=== Task to complete ===
Below are records; copy every line among them that contains the word "Paragraph".

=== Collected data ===
——————————

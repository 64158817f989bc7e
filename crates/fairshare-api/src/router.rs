// Router control endpoints
//
// Enforcement lives on the router/hotspot side of the backend; this
// client only relays apply/clear/sync requests and reads back status.

use serde_json::{Value, json};
use tracing::debug;

use crate::client::ApiClient;
use crate::error::Error;
use crate::models::{ApplyLimitsOutcome, RouterInfoDto};

impl ApiClient {
    /// Fetch router connectivity and control-mode info.
    ///
    /// `GET /api/router/info`
    pub async fn router_info(&self) -> Result<RouterInfoDto, Error> {
        let url = self.api_url("router/info")?;
        debug!("fetching router info");
        self.get(url).await
    }

    /// Push the current bandwidth limits to the router.
    ///
    /// `POST /api/router/apply_limits` (no body). The backend reports
    /// how many devices it managed to configure.
    pub async fn apply_router_limits(&self) -> Result<ApplyLimitsOutcome, Error> {
        let url = self.api_url("router/apply_limits")?;
        debug!("applying router limits");
        let value = self.post_ack(url, None::<&Value>).await?;
        Ok(ApplyLimitsOutcome {
            message: value
                .get("message")
                .and_then(Value::as_str)
                .unwrap_or("Limits applied")
                .to_owned(),
            applied: value.get("applied").and_then(Value::as_u64).unwrap_or(0),
            total: value.get("total").and_then(Value::as_u64).unwrap_or(0),
        })
    }

    /// Remove all bandwidth limits from the router.
    ///
    /// `POST /api/router/clear_limits` (no body)
    pub async fn clear_router_limits(&self) -> Result<(), Error> {
        let url = self.api_url("router/clear_limits")?;
        debug!("clearing router limits");
        self.post_ack(url, None::<&Value>).await?;
        Ok(())
    }

    /// Sync a single client's priority to the router.
    ///
    /// `POST /api/router/set_priority/{ip}` with `{"priority": <int>}`
    pub async fn set_router_priority(&self, ip: &str, priority: i64) -> Result<(), Error> {
        let url = self.api_url(&format!("router/set_priority/{ip}"))?;
        debug!(ip, priority, "syncing priority to router");
        self.post_ack(url, Some(&json!({ "priority": priority })))
            .await?;
        Ok(())
    }
}
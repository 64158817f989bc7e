//! Clients screen — per-client table with inline editing entry points.

use std::sync::Arc;

use color_eyre::eyre::Result;
use crossterm::event::{KeyCode, KeyEvent};
use ratatui::Frame;
use ratatui::layout::{Constraint, Layout, Rect};
use ratatui::style::Style;
use ratatui::text::{Line, Span};
use ratatui::widgets::{Block, BorderType, Borders, Cell, Paragraph, Row, Table, TableState};

use fairshare_core::ClientRecord;

use crate::action::Action;
use crate::component::Component;
use crate::edit::EditKind;
use crate::theme;
use crate::widgets::rate_fmt;

const BAR_WIDTH: u16 = 16;

pub struct ClientsScreen {
    focused: bool,
    clients: Arc<Vec<ClientRecord>>,
    table_state: TableState,
}

impl ClientsScreen {
    pub fn new() -> Self {
        Self {
            focused: false,
            clients: Arc::new(Vec::new()),
            table_state: TableState::default(),
        }
    }

    fn selected_index(&self) -> usize {
        self.table_state.selected().unwrap_or(0)
    }

    fn select(&mut self, idx: usize) {
        let len = self.clients.len();
        let clamped = if len == 0 { 0 } else { idx.min(len - 1) };
        self.table_state.select(Some(clamped));
    }

    #[allow(clippy::cast_sign_loss, clippy::cast_possible_wrap, clippy::as_conversions)]
    fn move_selection(&mut self, delta: isize) {
        let len = self.clients.len();
        if len == 0 {
            return;
        }
        let current = self.selected_index() as isize;
        let next = (current + delta).clamp(0, len as isize - 1);
        self.select(next as usize);
    }

    fn selected_client(&self) -> Option<&ClientRecord> {
        self.clients.get(self.selected_index())
    }
}

impl Component for ClientsScreen {
    fn handle_key_event(&mut self, key: KeyEvent) -> Result<Option<Action>> {
        match key.code {
            KeyCode::Char('j') | KeyCode::Down => {
                self.move_selection(1);
                Ok(None)
            }
            KeyCode::Char('k') | KeyCode::Up => {
                self.move_selection(-1);
                Ok(None)
            }
            KeyCode::Char('g') => {
                self.select(0);
                Ok(None)
            }
            KeyCode::Char('G') => {
                let len = self.clients.len();
                if len > 0 {
                    self.select(len - 1);
                }
                Ok(None)
            }
            // Priority edit, seeded with the current value.
            KeyCode::Char('e') => Ok(self.selected_client().map(|client| Action::OpenEdit {
                kind: EditKind::Priority {
                    ip: client.ip.clone(),
                },
                seed: client.priority.to_string(),
            })),
            // Rename goes through the app so the stored label can be
            // fetched as the seed.
            KeyCode::Char('r') => Ok(self.selected_client().map(|client| Action::RequestRename {
                ip: client.ip.clone(),
            })),
            // Mirror the selected client's priority onto the gateway.
            KeyCode::Char('s') => Ok(self.selected_client().map(|client| {
                Action::Dispatch(fairshare_core::Command::SyncRouterPriority {
                    ip: client.ip.clone(),
                    priority: client.priority,
                })
            })),
            _ => Ok(None),
        }
    }

    fn update(&mut self, action: &Action) -> Result<Option<Action>> {
        if let Action::ClientsUpdated(clients) = action {
            self.clients = Arc::clone(clients);
            // Keep the selection stable across poll refreshes; clamp
            // if the list shrank under it.
            let len = self.clients.len();
            if len > 0 && self.selected_index() >= len {
                self.select(len - 1);
            }
        }
        Ok(None)
    }

    #[allow(clippy::too_many_lines)]
    fn render(&self, frame: &mut Frame, area: Rect) {
        let block = Block::default()
            .title(format!(" Clients ({}) ", self.clients.len()))
            .title_style(theme::title_style())
            .borders(Borders::ALL)
            .border_type(BorderType::Rounded)
            .border_style(if self.focused {
                theme::border_focused()
            } else {
                theme::border_default()
            });
        let inner = block.inner(area);
        frame.render_widget(block, area);

        let layout = Layout::vertical([
            Constraint::Min(1),    // table
            Constraint::Length(1), // hints
        ])
        .split(inner);

        if self.clients.is_empty() {
            frame.render_widget(
                Paragraph::new("  No clients connected")
                    .style(Style::default().fg(theme::BORDER_GRAY)),
                layout[0],
            );
        } else {
            let header = Row::new(vec![
                Cell::from("Name").style(theme::table_header()),
                Cell::from("IP Address").style(theme::table_header()),
                Cell::from("Priority").style(theme::table_header()),
                Cell::from("Usage").style(theme::table_header()),
                Cell::from("").style(theme::table_header()), // usage bar
                Cell::from("%").style(theme::table_header()),
                Cell::from("Allocated").style(theme::table_header()),
            ]);

            let selected_idx = self.selected_index();
            let rows: Vec<Row> = self
                .clients
                .iter()
                .enumerate()
                .map(|(i, client)| {
                    let is_selected = i == selected_idx;
                    let prefix = if is_selected { "▸ " } else { "  " };

                    let class = client.priority_class();
                    let priority_cell = Cell::from(format!("{} ({class})", client.priority))
                        .style(Style::default().fg(theme::priority_color(class)));

                    let (filled, empty) =
                        rate_fmt::fmt_pct_bar(client.usage_bar_percent(), BAR_WIDTH);
                    let usage_color = theme::usage_color(client.usage_percent);
                    let bar = Line::from(vec![
                        Span::styled(filled, Style::default().fg(usage_color)),
                        Span::styled(empty, Style::default().fg(theme::BG_HIGHLIGHT)),
                    ]);

                    let row_style = if is_selected {
                        theme::table_selected()
                    } else {
                        theme::table_row()
                    };

                    let icon = client.icon.as_deref().unwrap_or("·");

                    Row::new(vec![
                        Cell::from(format!("{prefix}{icon} {}", client.display_name()))
                            .style(Style::default().fg(theme::ACCENT_BLUE)),
                        Cell::from(client.ip.clone()),
                        priority_cell,
                        Cell::from(rate_fmt::fmt_mbps(client.usage)),
                        Cell::from(bar),
                        // Raw percentage label, deliberately unclamped.
                        Cell::from(rate_fmt::fmt_percent(client.usage_percent))
                            .style(Style::default().fg(usage_color)),
                        Cell::from(rate_fmt::fmt_mbps(client.allocated)),
                    ])
                    .style(row_style)
                })
                .collect();

            let widths = [
                Constraint::Fill(2),                  // name
                Constraint::Length(16),               // ip
                Constraint::Length(12),               // priority
                Constraint::Length(11),               // usage
                Constraint::Length(BAR_WIDTH),        // bar
                Constraint::Length(6),                // percent
                Constraint::Length(11),               // allocated
            ];

            let table = Table::new(rows, widths).header(header);
            let mut state = self.table_state.clone();
            frame.render_stateful_widget(table, layout[0], &mut state);
        }

        let hints = Line::from(vec![
            Span::styled("  j/k ", theme::key_hint_key()),
            Span::styled("navigate  ", theme::key_hint()),
            Span::styled("e ", theme::key_hint_key()),
            Span::styled("priority  ", theme::key_hint()),
            Span::styled("r ", theme::key_hint_key()),
            Span::styled("rename  ", theme::key_hint()),
            Span::styled("s ", theme::key_hint_key()),
            Span::styled("sync to router", theme::key_hint()),
        ]);
        frame.render_widget(Paragraph::new(hints), layout[1]);
    }

    fn set_focused(&mut self, focused: bool) {
        self.focused = focused;
    }
}

#[cfg(test)]
mod tests {
    use super::*;
    use crossterm::event::KeyModifiers;

    fn client(ip: &str, priority: i64) -> ClientRecord {
        ClientRecord {
            ip: ip.into(),
            friendly_name: None,
            icon: None,
            priority,
            usage: 1.0,
            allocated: 5.0,
            usage_percent: 20.0,
        }
    }

    fn key(code: KeyCode) -> KeyEvent {
        KeyEvent::new(code, KeyModifiers::NONE)
    }

    #[test]
    fn priority_key_opens_edit_seeded_with_current_value() {
        let mut screen = ClientsScreen::new();
        screen
            .update(&Action::ClientsUpdated(Arc::new(vec![
                client("10.0.0.2", 7),
                client("10.0.0.3", 2),
            ])))
            .expect("update");

        let action = screen
            .handle_key_event(key(KeyCode::Char('e')))
            .expect("key");
        match action {
            Some(Action::OpenEdit {
                kind: EditKind::Priority { ip },
                seed,
            }) => {
                assert_eq!(ip, "10.0.0.2");
                assert_eq!(seed, "7");
            }
            other => panic!("expected priority edit, got {other:?}"),
        }
    }

    #[test]
    fn selection_clamps_when_list_shrinks() {
        let mut screen = ClientsScreen::new();
        screen
            .update(&Action::ClientsUpdated(Arc::new(vec![
                client("10.0.0.2", 5),
                client("10.0.0.3", 5),
                client("10.0.0.4", 5),
            ])))
            .expect("update");
        screen.select(2);

        screen
            .update(&Action::ClientsUpdated(Arc::new(vec![client(
                "10.0.0.2", 5,
            )])))
            .expect("update");
        assert_eq!(screen.selected_index(), 0);
    }

    #[test]
    fn keys_do_nothing_with_no_clients() {
        let mut screen = ClientsScreen::new();
        assert!(
            screen
                .handle_key_event(key(KeyCode::Char('e')))
                .expect("key")
                .is_none()
        );
        assert!(
            screen
                .handle_key_event(key(KeyCode::Char('r')))
                .expect("key")
                .is_none()
        );
    }
}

——————————

=== Output below ===
use ratatui::widgets::{Block, BorderType, Borders, Cell, Paragraph, Row, Table, TableState};
                Paragraph::new("  No clients connected")
        frame.render_widget(Paragraph::new(hints), layout[1]);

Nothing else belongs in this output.